§ Directions for this task: Your answer must hold only the lines below from the line containing "WebSocket notification stream." through the line containing "info!(observer = %observer_id, total", each reproduced exactly.

§ Raw data:
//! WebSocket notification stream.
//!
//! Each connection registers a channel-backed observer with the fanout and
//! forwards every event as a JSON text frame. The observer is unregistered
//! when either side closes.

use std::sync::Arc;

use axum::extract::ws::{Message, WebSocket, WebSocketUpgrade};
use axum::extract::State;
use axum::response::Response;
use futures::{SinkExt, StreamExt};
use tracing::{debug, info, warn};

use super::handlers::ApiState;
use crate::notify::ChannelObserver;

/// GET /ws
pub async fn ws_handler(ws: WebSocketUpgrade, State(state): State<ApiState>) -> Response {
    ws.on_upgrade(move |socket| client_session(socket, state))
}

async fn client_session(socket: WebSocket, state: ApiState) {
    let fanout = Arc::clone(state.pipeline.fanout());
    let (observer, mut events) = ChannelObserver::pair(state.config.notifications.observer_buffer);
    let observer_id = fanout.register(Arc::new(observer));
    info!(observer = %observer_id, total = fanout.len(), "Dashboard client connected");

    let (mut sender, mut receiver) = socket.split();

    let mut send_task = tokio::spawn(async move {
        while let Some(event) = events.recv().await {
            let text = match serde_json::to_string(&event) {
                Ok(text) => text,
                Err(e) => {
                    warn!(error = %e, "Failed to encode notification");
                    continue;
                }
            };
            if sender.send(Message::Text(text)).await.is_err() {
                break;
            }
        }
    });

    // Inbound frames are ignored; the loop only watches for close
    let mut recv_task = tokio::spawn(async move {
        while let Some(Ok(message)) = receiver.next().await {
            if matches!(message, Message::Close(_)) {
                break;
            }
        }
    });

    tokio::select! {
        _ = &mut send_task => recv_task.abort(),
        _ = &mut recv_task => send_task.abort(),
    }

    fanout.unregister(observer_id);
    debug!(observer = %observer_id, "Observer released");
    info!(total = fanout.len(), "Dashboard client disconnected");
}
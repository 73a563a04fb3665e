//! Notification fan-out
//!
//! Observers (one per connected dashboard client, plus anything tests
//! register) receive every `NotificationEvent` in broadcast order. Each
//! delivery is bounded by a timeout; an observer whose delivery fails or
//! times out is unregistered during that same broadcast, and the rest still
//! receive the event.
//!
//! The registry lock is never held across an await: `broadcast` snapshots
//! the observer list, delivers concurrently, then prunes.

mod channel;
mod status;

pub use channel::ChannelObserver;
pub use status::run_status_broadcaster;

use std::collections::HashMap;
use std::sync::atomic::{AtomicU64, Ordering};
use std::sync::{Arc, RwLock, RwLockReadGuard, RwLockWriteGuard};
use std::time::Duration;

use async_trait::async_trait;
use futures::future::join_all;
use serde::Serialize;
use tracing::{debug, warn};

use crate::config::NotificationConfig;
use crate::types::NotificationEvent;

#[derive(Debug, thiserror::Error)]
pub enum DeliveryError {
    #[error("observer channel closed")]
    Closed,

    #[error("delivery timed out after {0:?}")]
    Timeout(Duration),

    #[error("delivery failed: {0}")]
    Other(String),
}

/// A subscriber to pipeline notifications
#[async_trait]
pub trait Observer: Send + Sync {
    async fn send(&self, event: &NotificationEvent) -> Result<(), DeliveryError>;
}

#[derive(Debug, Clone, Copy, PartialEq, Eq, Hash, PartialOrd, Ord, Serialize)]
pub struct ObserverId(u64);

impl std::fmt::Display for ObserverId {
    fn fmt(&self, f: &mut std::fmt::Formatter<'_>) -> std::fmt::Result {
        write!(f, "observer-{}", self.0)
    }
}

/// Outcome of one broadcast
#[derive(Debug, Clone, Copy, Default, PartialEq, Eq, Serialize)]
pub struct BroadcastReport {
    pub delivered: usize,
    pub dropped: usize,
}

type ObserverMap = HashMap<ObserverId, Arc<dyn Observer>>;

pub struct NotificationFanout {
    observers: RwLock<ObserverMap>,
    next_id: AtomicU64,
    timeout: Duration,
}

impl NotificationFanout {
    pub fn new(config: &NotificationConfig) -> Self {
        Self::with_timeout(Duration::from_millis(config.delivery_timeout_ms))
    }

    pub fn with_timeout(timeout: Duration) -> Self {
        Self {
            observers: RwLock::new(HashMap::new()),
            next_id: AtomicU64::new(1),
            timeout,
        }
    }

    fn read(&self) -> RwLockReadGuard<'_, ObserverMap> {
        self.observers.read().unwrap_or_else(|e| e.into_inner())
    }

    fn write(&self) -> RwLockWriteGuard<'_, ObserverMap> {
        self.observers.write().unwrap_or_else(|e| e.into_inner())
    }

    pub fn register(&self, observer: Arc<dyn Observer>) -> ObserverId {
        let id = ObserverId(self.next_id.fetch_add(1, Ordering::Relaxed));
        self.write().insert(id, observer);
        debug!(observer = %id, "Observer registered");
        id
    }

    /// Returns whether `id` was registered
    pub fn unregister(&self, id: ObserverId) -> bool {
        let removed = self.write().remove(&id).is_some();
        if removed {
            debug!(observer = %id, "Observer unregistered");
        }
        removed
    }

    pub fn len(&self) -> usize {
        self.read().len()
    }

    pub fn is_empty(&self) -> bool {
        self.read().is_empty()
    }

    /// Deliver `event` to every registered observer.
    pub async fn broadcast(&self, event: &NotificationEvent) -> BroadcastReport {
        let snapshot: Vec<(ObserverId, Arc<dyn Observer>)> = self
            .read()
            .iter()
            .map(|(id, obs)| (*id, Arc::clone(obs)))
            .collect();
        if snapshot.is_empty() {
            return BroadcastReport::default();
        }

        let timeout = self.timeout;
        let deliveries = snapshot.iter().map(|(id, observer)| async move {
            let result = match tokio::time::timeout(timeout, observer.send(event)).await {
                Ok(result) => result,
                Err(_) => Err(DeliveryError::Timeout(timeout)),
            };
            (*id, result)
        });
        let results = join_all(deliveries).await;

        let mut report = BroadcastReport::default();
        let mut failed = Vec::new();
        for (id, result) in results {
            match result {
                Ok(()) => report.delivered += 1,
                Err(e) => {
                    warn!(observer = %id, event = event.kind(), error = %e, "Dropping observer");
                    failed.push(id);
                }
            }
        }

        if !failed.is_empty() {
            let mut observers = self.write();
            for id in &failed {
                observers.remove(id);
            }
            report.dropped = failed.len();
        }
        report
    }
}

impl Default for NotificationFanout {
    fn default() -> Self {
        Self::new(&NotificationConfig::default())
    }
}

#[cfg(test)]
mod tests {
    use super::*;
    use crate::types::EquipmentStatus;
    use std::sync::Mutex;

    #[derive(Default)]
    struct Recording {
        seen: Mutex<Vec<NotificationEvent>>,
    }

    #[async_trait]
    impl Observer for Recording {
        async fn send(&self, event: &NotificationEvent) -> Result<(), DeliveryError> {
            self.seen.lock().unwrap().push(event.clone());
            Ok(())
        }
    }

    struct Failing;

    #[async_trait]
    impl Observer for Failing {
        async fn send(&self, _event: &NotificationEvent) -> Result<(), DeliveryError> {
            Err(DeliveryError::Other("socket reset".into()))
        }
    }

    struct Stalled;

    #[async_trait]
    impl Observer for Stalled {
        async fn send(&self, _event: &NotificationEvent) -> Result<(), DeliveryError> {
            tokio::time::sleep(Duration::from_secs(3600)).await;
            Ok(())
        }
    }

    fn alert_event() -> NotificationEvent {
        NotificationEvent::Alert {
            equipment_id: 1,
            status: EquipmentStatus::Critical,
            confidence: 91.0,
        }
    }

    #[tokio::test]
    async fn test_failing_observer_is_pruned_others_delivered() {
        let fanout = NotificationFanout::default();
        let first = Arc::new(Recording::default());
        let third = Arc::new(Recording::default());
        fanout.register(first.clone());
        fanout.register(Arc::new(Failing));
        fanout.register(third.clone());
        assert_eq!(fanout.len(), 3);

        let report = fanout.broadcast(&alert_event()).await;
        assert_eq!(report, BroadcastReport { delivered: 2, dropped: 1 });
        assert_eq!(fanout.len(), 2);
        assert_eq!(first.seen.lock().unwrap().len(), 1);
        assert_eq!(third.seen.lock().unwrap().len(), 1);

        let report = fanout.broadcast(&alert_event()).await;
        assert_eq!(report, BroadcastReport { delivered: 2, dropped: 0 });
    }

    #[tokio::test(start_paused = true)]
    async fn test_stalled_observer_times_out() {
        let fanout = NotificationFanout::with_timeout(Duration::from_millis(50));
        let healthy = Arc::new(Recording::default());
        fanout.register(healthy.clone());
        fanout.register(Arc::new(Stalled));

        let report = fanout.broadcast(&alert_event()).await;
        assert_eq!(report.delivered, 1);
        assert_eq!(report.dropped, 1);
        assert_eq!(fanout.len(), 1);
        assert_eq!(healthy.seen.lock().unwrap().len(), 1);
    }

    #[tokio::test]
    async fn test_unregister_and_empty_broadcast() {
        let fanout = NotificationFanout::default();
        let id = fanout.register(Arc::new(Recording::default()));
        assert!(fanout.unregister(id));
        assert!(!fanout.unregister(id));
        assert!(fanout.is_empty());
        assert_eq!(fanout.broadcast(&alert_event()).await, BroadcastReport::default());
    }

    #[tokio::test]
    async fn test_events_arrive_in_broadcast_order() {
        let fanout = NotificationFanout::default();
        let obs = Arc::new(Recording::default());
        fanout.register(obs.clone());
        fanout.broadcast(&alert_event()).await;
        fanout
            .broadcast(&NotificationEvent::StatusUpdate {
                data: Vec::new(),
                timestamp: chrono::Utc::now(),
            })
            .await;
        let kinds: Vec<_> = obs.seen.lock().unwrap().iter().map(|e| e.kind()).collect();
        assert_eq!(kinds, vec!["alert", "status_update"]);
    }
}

--

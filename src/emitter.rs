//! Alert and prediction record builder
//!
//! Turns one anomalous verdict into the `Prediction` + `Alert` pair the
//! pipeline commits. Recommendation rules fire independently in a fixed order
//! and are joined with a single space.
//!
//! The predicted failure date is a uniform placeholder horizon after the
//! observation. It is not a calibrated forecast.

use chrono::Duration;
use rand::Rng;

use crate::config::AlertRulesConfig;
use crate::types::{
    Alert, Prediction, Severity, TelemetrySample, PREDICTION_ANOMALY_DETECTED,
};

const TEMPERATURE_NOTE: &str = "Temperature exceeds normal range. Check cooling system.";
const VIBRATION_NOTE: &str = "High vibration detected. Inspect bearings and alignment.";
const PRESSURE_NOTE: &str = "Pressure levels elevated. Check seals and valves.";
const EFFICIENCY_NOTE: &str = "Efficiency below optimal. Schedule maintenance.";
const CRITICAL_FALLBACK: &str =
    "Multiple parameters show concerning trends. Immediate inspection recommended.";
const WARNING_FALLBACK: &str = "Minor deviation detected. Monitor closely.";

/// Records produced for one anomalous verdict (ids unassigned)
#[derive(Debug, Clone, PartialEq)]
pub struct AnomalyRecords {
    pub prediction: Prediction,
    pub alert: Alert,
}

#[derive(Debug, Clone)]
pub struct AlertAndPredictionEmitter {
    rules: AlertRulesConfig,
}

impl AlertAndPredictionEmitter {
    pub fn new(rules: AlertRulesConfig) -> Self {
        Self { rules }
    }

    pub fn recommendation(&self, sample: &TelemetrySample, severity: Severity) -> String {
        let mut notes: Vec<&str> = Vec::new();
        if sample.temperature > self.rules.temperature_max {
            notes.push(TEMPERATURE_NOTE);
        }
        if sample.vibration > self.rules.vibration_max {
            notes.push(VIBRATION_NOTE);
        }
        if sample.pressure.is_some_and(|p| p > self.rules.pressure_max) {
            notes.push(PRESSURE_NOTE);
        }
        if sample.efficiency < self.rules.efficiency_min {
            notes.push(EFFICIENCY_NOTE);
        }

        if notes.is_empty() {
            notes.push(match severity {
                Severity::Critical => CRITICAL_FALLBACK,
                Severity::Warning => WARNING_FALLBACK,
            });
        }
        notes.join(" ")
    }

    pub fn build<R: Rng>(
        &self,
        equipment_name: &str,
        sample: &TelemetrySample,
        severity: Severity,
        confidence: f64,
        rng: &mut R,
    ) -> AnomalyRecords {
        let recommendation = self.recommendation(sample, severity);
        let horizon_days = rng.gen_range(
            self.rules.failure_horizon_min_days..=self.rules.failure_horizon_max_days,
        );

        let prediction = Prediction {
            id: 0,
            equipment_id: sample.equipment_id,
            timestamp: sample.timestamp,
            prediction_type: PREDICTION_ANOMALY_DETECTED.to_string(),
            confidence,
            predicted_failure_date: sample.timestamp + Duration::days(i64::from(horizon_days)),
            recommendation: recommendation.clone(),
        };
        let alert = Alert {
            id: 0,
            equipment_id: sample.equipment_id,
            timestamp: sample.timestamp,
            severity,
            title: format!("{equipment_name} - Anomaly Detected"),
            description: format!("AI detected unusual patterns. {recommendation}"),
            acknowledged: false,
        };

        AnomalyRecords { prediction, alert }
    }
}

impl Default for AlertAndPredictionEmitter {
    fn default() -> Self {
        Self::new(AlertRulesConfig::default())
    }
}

§ Exercise response:
//! WebSocket notification stream.
//!
//! Each connection registers a channel-backed observer with the fanout and
//! forwards every event as a JSON text frame. The observer is unregistered
//! when either side closes.

use std::sync::Arc;

use axum::extract::ws::{Message, WebSocket, WebSocketUpgrade};
use axum::extract::State;
use axum::response::Response;
use futures::{SinkExt, StreamExt};
use tracing::{debug, info, warn};

use super::handlers::ApiState;
use crate::notify::ChannelObserver;

/// GET /ws
pub async fn ws_handler(ws: WebSocketUpgrade, State(state): State<ApiState>) -> Response {
    ws.on_upgrade(move |socket| client_session(socket, state))
}

async fn client_session(socket: WebSocket, state: ApiState) {
    let fanout = Arc::clone(state.pipeline.fanout());
    let (observer, mut events) = ChannelObserver::pair(state.config.notifications.observer_buffer);
    let observer_id = fanout.register(Arc::new(observer));
    info!(observer = %observer_id, total = fanout.len(), "Dashboard client connected");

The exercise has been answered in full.